The speakers branded Ahmadis enemies of Pakistan, called for their social and economic boycott, and demanded that they be banned from taking up any government or military jobs.
 For the actual quotes, lets start with head of the Moon-sighting committee:
At the Markazi Khatm-i-Nabuwat Conference in Johar Town, Ruet-i-Halal Committee Chairman Mufti Muneebur Rehman said that he and his followers were prepared to make sacrifices for Khatm-i-Nabuwat. He alleged that Ahmadis were involved in “suspicious activities” and “serious measures” were needed against them. 
Dr Amir Liaqat Hussain, of Geo TV fame, defended Pakistan’s blasphemy laws. He said that the Ummah needed to unite in support of the laws. He said that they would not allow any amendment to the laws. 
Maulana Muhammad Azam Naeemi said there was a need to mobilise the common man against Ahmadis. Maulana Raghib Hussain Naeemi termed Ahmadis and their leaders “stooges of the West”.
Oh - and we haven't even gotten to the real vile comments yet. And again, I should remind you that these are folks who are representing some form of religious organization or, in some unfortunate cases, are religious celebrities. Here are some more highlights:
Pir Muhibullah Noori, caretaker of Baseerpur, said that Ahmadis should be banished from Pakistan. He told the audience that if they truly loved the Prophet Muhammad (peace be upon him), they would not let Ahmadis live their lives freely. 
Allama Raza-i-Mustafa said Ahmadis should be chased till death.
So the love of Prophet Muhammad (pbuh) translates into not letting Ahmadis live lives freely! And if "Allama" holds any meaning, the latter is openly calling for the killing of Ahmadis (a genocide?)! Note that this is being reported in a mainstream newspaper.
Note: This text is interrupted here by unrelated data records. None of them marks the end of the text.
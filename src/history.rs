//! History of a single node across the commit chain
//!
//! The walker follows a node backwards through parent commits by inode, so
//! renames and content changes are tracked even though every version has a
//! different tree hash. Each step reports how the node at that commit differs
//! from its version in the parent commit.

use crate::error::{CoreError, Result};
use crate::linker::Linker;
use crate::node::{walk, Commit, Metadata, Node, WalkOrder};
use bitflags::bitflags;
use serde::{Deserialize, Serialize};
use std::fmt;
use tracing::trace;

bitflags! {
    /// Set of change bits for one history step.
    #[derive(Debug, Clone, Copy, PartialEq, Eq, Hash, Serialize, Deserialize)]
    #[serde(transparent)]
    pub struct ChangeMask: u8 {
        const ADD = 1;
        const MODIFY = 1 << 1;
        const MOVE = 1 << 2;
        const REMOVE = 1 << 3;
    }
}

impl ChangeMask {
    /// No difference to the parent commit.
    pub const NONE: ChangeMask = ChangeMask::empty();
}

impl fmt::Display for ChangeMask {
    fn fmt(&self, f: &mut fmt::Formatter<'_>) -> fmt::Result {
        if self.is_empty() {
            return f.write_str("none");
        }
        let names = [
            (ChangeMask::ADD, "added"),
            (ChangeMask::MODIFY, "modified"),
            (ChangeMask::MOVE, "moved"),
            (ChangeMask::REMOVE, "removed"),
        ];
        let parts: Vec<&str> = names
            .iter()
            .filter(|(bit, _)| self.contains(*bit))
            .map(|(_, name)| *name)
            .collect();
        f.write_str(&parts.join("|"))
    }
}

/// One step of a node's history.
#[derive(Debug, Clone, PartialEq)]
pub struct Change {
    /// Commit this step describes.
    pub commit: Commit,
    /// Path the node had before this commit; its own path for an add.
    pub path: String,
    pub mask: ChangeMask,
    /// Version of the node in `commit`.
    pub node: Node,
}

/// Difference between a node and its version in the parent commit.
fn diff(curr: &Node, prev: &Node) -> ChangeMask {
    let mut mask = ChangeMask::NONE;
    if curr.is_ghost() != prev.is_ghost() {
        mask |= ChangeMask::REMOVE;
    }
    if curr.path() != prev.path() {
        mask |= ChangeMask::MOVE;
    }
    if curr.content_hash() != prev.content_hash() {
        mask |= ChangeMask::MODIFY;
    }
    mask
}

/// Pull-based iterator over the history of one node, newest first.
///
/// The first step always carries [`ChangeMask::NONE`]; the walk ends with
/// the commit where the node appeared, reported as [`ChangeMask::ADD`].
pub struct HistoryWalker<'a> {
    linker: &'a Linker,
    commit: Option<Commit>,
    node: Node,
    first: bool,
}

impl<'a> HistoryWalker<'a> {
    /// Walk the history of `node`, which must be its version in `start`.
    pub fn new(linker: &'a Linker, start: Commit, node: Node) -> Self {
        Self {
            linker,
            commit: Some(start),
            node,
            first: true,
        }
    }

    /// Walk from the staging commit, starting with the node at `path`.
    pub fn from_path(linker: &'a Linker, path: &str) -> Result<Self> {
        let status = linker.status()?;
        let node = linker.lookup_node(path)?;
        Ok(Self::new(linker, status, node))
    }

    /// Version of `curr` in `parent`, found by inode.
    ///
    /// Live nodes win over ghosts sharing the inode, so a node moved back to
    /// a path its own ghost still occupies is found at its live location.
    fn find_in(&self, parent: &Commit, curr: &Node) -> Result<Option<Node>> {
        match self.linker.lookup_node_at(parent, &curr.path()) {
            Ok(node) if node.inode() == curr.inode() && !node.is_ghost() => return Ok(Some(node)),
            Ok(_) | Err(CoreError::NoSuchFile(_)) => {}
            Err(e) => return Err(e),
        }

        let root = self.linker.directory_by_hash(parent.root())?;
        let mut ghost = None;
        for item in walk(self.linker, Node::Directory(root), WalkOrder::PreOrder) {
            let node = item?;
            if node.inode() != curr.inode() {
                continue;
            }
            if node.is_ghost() {
                ghost.get_or_insert(node);
            } else {
                return Ok(Some(node));
            }
        }
        Ok(ghost)
    }

    fn step(&mut self, commit: Commit) -> Result<Change> {
        let curr = self.node.clone();
        let first = std::mem::replace(&mut self.first, false);

        let prev = match commit.parent() {
            Some(parent) => {
                let parent = self.linker.commit_by_hash(parent)?;
                self.find_in(&parent, &curr)?.map(|node| (parent, node))
            }
            None => None,
        };

        let (parent, prev) = match prev {
            Some(found) => found,
            None => {
                let mask = if first { ChangeMask::NONE } else { ChangeMask::ADD };
                trace!(commit = %commit.compute_hash().short(), %mask, "History reached origin");
                return Ok(Change {
                    path: curr.path(),
                    commit,
                    mask,
                    node: curr,
                });
            }
        };

        let mask = if first { ChangeMask::NONE } else { diff(&curr, &prev) };
        let path = prev.path();
        trace!(commit = %commit.compute_hash().short(), %mask, path = %path, "History step");

        self.node = match prev {
            Node::Ghost(ghost) => ghost.into_old_node(),
            live => live,
        };
        self.commit = Some(parent);
        Ok(Change {
            commit,
            path,
            mask,
            node: curr,
        })
    }
}

impl Iterator for HistoryWalker<'_> {
    type Item = Result<Change>;

    fn next(&mut self) -> Option<Self::Item> {
        let commit = self.commit.take()?;
        Some(self.step(commit))
    }
}

/// Collect the full history of `node` starting at `start`.
pub fn history(linker: &Linker, start: Commit, node: Node) -> Result<Vec<Change>> {
    HistoryWalker::new(linker, start, node).collect()
}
And here is a retired judge:
Justice (retired) Mian Nazeer Akhtar said that the time for speeches against Ahmadis was over and it was now time to do something practical. He said everyone should play their role against Ahmadis to tighten the noose around them. 
The participants in the conference passed a resolution demanding a ban on Ahmadi publications and legal action against their publishers; the removal of all Ahmadis from government jobs; government-sponsored celebrations of September 7 at a national level; and for the introduction of a new oath of office for holders of important posts affirming that the Prophet Muhammad (pbuh) was the last prophet.
I forgot to mention that all of the above was from just one of the gatherings. Here is a sampling from another one:
The 26th annual International Khatm-i-Nabuwat Conference, organised by the International Khatm-i-Nabuwat Movement, was held in Chenab Nagar, whose population is mostly Ahmadi. 
The speakers at the conference made derogatory remarks about Jamaat-i-Ahmadia leaders and blamed them for terrorism in Pakistan. 
Jamiat Ulema-i-Islam (JUI) Secretary Maulana Abdul Rauf Farooqi said it was time to pounce on Ahmadis. He called them apostates and said that they deserved “extreme steps”.
Allama Muhammad Younas Hasan said that a “massive search operation” should be launched across the country to identify all of them. He said that he and his followers were willing to make “any sacrifice” for their cause. He said all sects of Islam were united in their opposition to Ahmadis. He said that Muslims should boycott Ahmadis socially and economically to make it harder for them to live in Pakistan. 
Maulana Qari Shabbir Ahmed Usmani said that the struggle against Ahmadis would continue “till its logical end”. He said all Ahmadis and their leaders should convert in order to gain Allah’s blessings. 
Maulana Asadullah Farooq demanded a ban on Ahmadis joining the armed forces as they were “traitors”.
Read the full article here. This is not just shameful, but here we are looking at the calls for severe persecution and extermination of a group based on their religious identity. We should not be witnessing something like this in the 21st century.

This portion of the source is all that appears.